When dealing with marketing organizations, the key challenge for information security specialists is not communicating the benefits of new solutions, but changing the hearts and minds of staff.
Securing web applications is a modern IT department’s most important responsibility. There’s no shortage of solutions, cloud-based or otherwise, that address this problem. But for years, exasperated IT professionals have tried and failed to find a solution that is easy enough to use that marketers would finally adopt it en masse.
That day may come – but we are not there yet, and not even close. In 2015, more non-technologists will utilize web applications than in any prior year. And these non-technologists are not trained in version control, application vulnerability, penetration testing, or even the basics of a CSRF attack. They shouldn’t be – that’s not their job. They don’t have time. They barely have time to complete what is their job: updating micro-sites, email marketing campaigns, marketing automation triggers and drip email setup, cohort analysis, call-to-action assessment, funnel analysis, and much more.

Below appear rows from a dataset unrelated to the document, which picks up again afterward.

//! `tokio_util::codec` adapter.

use bytes::{Buf, BytesMut};
use tokio_util::codec::{Decoder, Encoder};
use tracing::debug;

use crate::codec::{Packet, MAX_FRAME_SIZE};
use crate::error::FrameError;
use crate::unpack::{scan, Scan};

/// Frames a byte stream into [`Packet`]s for `FramedRead`/`FramedWrite`.
///
/// Decoding skips noise the same way [`crate::unpack_buffer`] does.
#[derive(Debug, Clone, Copy, Default)]
pub struct PacketCodec;

impl PacketCodec {
    pub fn new() -> Self {
        Self
    }
}

impl Decoder for PacketCodec {
    type Item = Packet;
    type Error = FrameError;

    fn decode(&mut self, src: &mut BytesMut) -> Result<Option<Packet>, FrameError> {
        match scan(src, 0) {
            Scan::Found { packet, start } => {
                src.advance(start + packet.wire_size());
                Ok(Some(packet))
            }
            Scan::Pending { resume } => {
                src.advance(resume);
                src.reserve(MAX_FRAME_SIZE.saturating_sub(src.len()));
                Ok(None)
            }
        }
    }

    fn decode_eof(&mut self, src: &mut BytesMut) -> Result<Option<Packet>, FrameError> {
        if let Some(packet) = self.decode(src)? {
            return Ok(Some(packet));
        }
        if !src.is_empty() {
            debug!(pending = src.len(), "discarding partial frame at end of stream");
            src.clear();
        }
        Ok(None)
    }
}

impl Encoder<Packet> for PacketCodec {
    type Error = FrameError;

    fn encode(&mut self, item: Packet, dst: &mut BytesMut) -> Result<(), FrameError> {
        item.encode(dst).map(|_| ())
    }
}

impl Encoder<&Packet> for PacketCodec {
    type Error = FrameError;

    fn encode(&mut self, item: &Packet, dst: &mut BytesMut) -> Result<(), FrameError> {
        item.encode(dst).map(|_| ())
    }
}
//! Traversal categories.
//!
//! A category is a zero-sized marker published in a trait description. The
//! adaptor does not gate operations on it; the policy decides what is
//! supported. The marker is there so code holding an adaptor type can ask
//! what the description claims.

/// Traversal strength, ordered weakest to strongest.
#[derive(Clone, Copy, Debug, PartialEq, Eq, Hash, PartialOrd, Ord)]
pub enum Traversal {
    Forward,
    Bidirectional,
    RandomAccess,
}

/// A category marker type.
pub trait Category {
    const TRAVERSAL: Traversal;
}

/// Single-pass-or-better traversal: dereference, increment, equality.
#[derive(Clone, Copy, Debug, Default, PartialEq, Eq, Hash)]
pub struct ForwardTag;

/// Forward traversal plus decrement.
#[derive(Clone, Copy, Debug, Default, PartialEq, Eq, Hash)]
pub struct BidirectionalTag;

/// Bidirectional traversal plus constant-time offset, distance and ordering.
#[derive(Clone, Copy, Debug, Default, PartialEq, Eq, Hash)]
pub struct RandomAccessTag;

impl Category for ForwardTag {
    const TRAVERSAL: Traversal = Traversal::Forward;
}

impl Category for BidirectionalTag {
    const TRAVERSAL: Traversal = Traversal::Bidirectional;
}

impl Category for RandomAccessTag {
    const TRAVERSAL: Traversal = Traversal::RandomAccess;
}

#[cfg(test)]
mod tests {
    use super::*;

    #[test]
    fn strength_order() {
        assert!(ForwardTag::TRAVERSAL < BidirectionalTag::TRAVERSAL);
        assert!(BidirectionalTag::TRAVERSAL < RandomAccessTag::TRAVERSAL);
    }
}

Let’s try to get an understanding of the current ‘best practices’ in IT training. A recent study identified six best practices: offering IT trainees choice between different training methods, planned on-the-job training, using mixed methods within the same course (web-based and instructor led), just-in-time training, using outsourced training solutions – university partnerships and external IT training and content providers, and building courses with reusable components. These methods make sense intuitively when the training is being administered to IT pros, but how about other groups?
The best practices for training non-IT professionals are fundamentally different. Most begin with establishing a foundation, and rather than relying on tactics for better information dissemination or absorption, have an altogether different focus: make IT less intimidating, more approachable, and generally more understood. Learning core terminology and understanding how IT helps achieve corporate goals are two main objectives.

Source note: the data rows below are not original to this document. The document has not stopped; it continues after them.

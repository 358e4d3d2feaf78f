//! Trait descriptions: the five associated types every iterator publishes.
//!
//! A cursor usually publishes its own description by implementing
//! [`IteratorTraits`]; the adaptor's description parameter defaults to the
//! cursor type itself. A base that publishes nothing (a bare integer, a
//! foreign type) gets one through [`ExplicitTraits`].
//!
//! The description and the policy's actual behavior must agree. Nothing
//! checks this at runtime.

use std::fmt;
use std::marker::PhantomData;
use std::ops::Neg;

use crate::category::Category;
use crate::category::RandomAccessTag;

/// The static record of an iterator's associated types.
pub trait IteratorTraits {
    /// Traversal category marker.
    type Category: Category;
    /// The element type.
    type Value;
    /// Signed distance between two positions.
    type Difference: Copy + Neg<Output = Self::Difference>;
    /// Address type of an element. Descriptive only.
    type Pointer;
    /// What dereferencing yields, by value.
    type Reference;
}

/// A description supplied explicitly rather than published by the base.
///
/// Never constructed; used only as a type argument.
///
/// ```
/// use iterator_adaptors::ExplicitTraits;
/// use iterator_adaptors::RandomAccessTag;
/// use iterator_adaptors::traits::IteratorTraits;
///
/// type Counter = ExplicitTraits<RandomAccessTag, isize>;
/// let _: <Counter as IteratorTraits>::Reference = 5isize;
/// ```
pub struct ExplicitTraits<C = RandomAccessTag, V = (), D = isize, P = *const V, R = V> {
    _marker: PhantomData<fn() -> (C, V, D, P, R)>,
}

impl<C, V, D, P, R> IteratorTraits for ExplicitTraits<C, V, D, P, R>
where
    C: Category,
    D: Copy + Neg<Output = D>,
{
    type Category = C;
    type Value = V;
    type Difference = D;
    type Pointer = P;
    type Reference = R;
}

impl<C, V, D, P, R> fmt::Debug for ExplicitTraits<C, V, D, P, R> {
    fn fmt(&self, f: &mut fmt::Formatter<'_>) -> fmt::Result {
        return f.write_str("ExplicitTraits");
    }
}

/// Shorthand for a description's difference type.
pub type DifferenceOf<T> = <T as IteratorTraits>::Difference;

/// Shorthand for a description's reference type.
pub type ReferenceOf<T> = <T as IteratorTraits>::Reference;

In many companies and organizations, the need for easy-to-use marketing technology has driven adoption of open source content management systems (CMS). Rather than waiting days or weeks for the needed approvals, campaigns can be launched quickly, updated on the fly, and with little help from IT. This has created an interesting dilemma. On one hand, technology has won – it has become so easy-to-use that IT has been circumvented! Until something goes wrong.
The worst time for IT to become involved is after things have gone wrongDavid Moeller, CodeGuard
The worst time for IT to become involved is after things have gone wrong. Unfortunately, all too often, this is when they are contacted. CMS systems and websites modified through html editors via web browsers often crash. Perhaps the core installation wasn’t updated and an automated hack commandeered the site. Or a vulnerable plugin was exploited and the site has been defaced. IT is always notified when it has become an emergency. Can this cycle be changed?
Small and large businesses alike can end this cycle by adopting and implementing a three-step approach. First, 10% of employee time should be dedicated to important but non-urgent issues, like training. Without time dedicated to proactive problem resolution, it will never get done. Next, IT must be empowered to provide training to non-IT professionals. Lastly, IT should be supported by either internal or external HR resources, to ensure the training provided accomplishes the goals of making IT less intimidating, more approachable, and generally more understood. There should be accountability, which can be as simple as post-training surveys, to verify and improve training efficacy.
All too often, IT training courses launch into the complexities of IT, advanced networking, internet protocols, client/server relationships – and non-IT professionals are left more scared than ever. Training should be geared towards first developing an understanding of why IT exists within an organization, humanizing the people behind the function, and providing communication and escalation paths.
Once marketing professionals respect the individual IT personnel providing the training, and the IT function, they will be more receptive to in-depth learning. This is the point at which best practices in IT should be explored. Some best practices will be applicable to all employees: personal mobile device security, organization-wide single sign-on usage, etc. Other best practices will be relevant only to a subset, e.g. website IT practices for marketing professionals who are interacting with websites regularly.
There are no silver bullets in training marketing personnel to secure WordPress or other CMS-based websites. It isn’t easy. Even offering training won’t be enough if the training is not conducted in the right way and endorsed by business champions so that HR can provide oversight and ensure it is run properly.